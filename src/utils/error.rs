//! Error Handling
//!
//! Unified error types for the library.
//! Uses thiserror for ergonomic error definitions.

use thiserror::Error;

/// Library-wide error type
#[derive(Error, Debug)]
pub enum AppError {
    /// Result history could not be written
    #[error("Persistence error: {0}")]
    Persistence(String),

    /// Configuration errors
    #[error("Configuration error: {0}")]
    Config(String),

    /// File I/O errors
    #[error("I/O error: {0}")]
    Io(#[from] std::io::Error),

    /// JSON serialization/deserialization errors
    #[error("Serialization error: {0}")]
    Serialization(#[from] serde_json::Error),

    /// Validation errors
    #[error("Validation error: {0}")]
    Validation(String),
}

/// Result type alias for library errors
pub type AppResult<T> = Result<T, AppError>;

impl AppError {
    /// Create a persistence error
    pub fn persistence(msg: impl Into<String>) -> Self {
        Self::Persistence(msg.into())
    }

    /// Create a config error
    pub fn config(msg: impl Into<String>) -> Self {
        Self::Config(msg.into())
    }

    /// Create a validation error
    pub fn validation(msg: impl Into<String>) -> Self {
        Self::Validation(msg.into())
    }
}

/// Convert AppError to a string suitable for host error dialogs
impl From<AppError> for String {
    fn from(err: AppError) -> String {
        err.to_string()
    }
}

-.-.-

Without any change, reproduce the data in full.

-- Expected answer --
filename src/utils/error.rs
//! Error Handling
//!
//! Unified error types for the library.
//! Uses thiserror for ergonomic error definitions.

use thiserror::Error;

/// Library-wide error type
#[derive(Error, Debug)]
pub enum AppError {
    /// Result history could not be written
    #[error("Persistence error: {0}")]
    Persistence(String),

    /// Configuration errors
    #[error("Configuration error: {0}")]
    Config(String),

    /// File I/O errors
    #[error("I/O error: {0}")]
    Io(#[from] std::io::Error),

    /// JSON serialization/deserialization errors
    #[error("Serialization error: {0}")]
    Serialization(#[from] serde_json::Error),

    /// Validation errors
    #[error("Validation error: {0}")]
    Validation(String),
}

/// Result type alias for library errors
pub type AppResult<T> = Result<T, AppError>;

impl AppError {
    /// Create a persistence error
    pub fn persistence(msg: impl Into<String>) -> Self {
        Self::Persistence(msg.into())
    }

    /// Create a config error
    pub fn config(msg: impl Into<String>) -> Self {
        Self::Config(msg.into())
    }

    /// Create a validation error
    pub fn validation(msg: impl Into<String>) -> Self {
        Self::Validation(msg.into())
    }
}

/// Convert AppError to a string suitable for host error dialogs
impl From<AppError> for String {
    fn from(err: AppError) -> String {
        err.to_string()
    }
}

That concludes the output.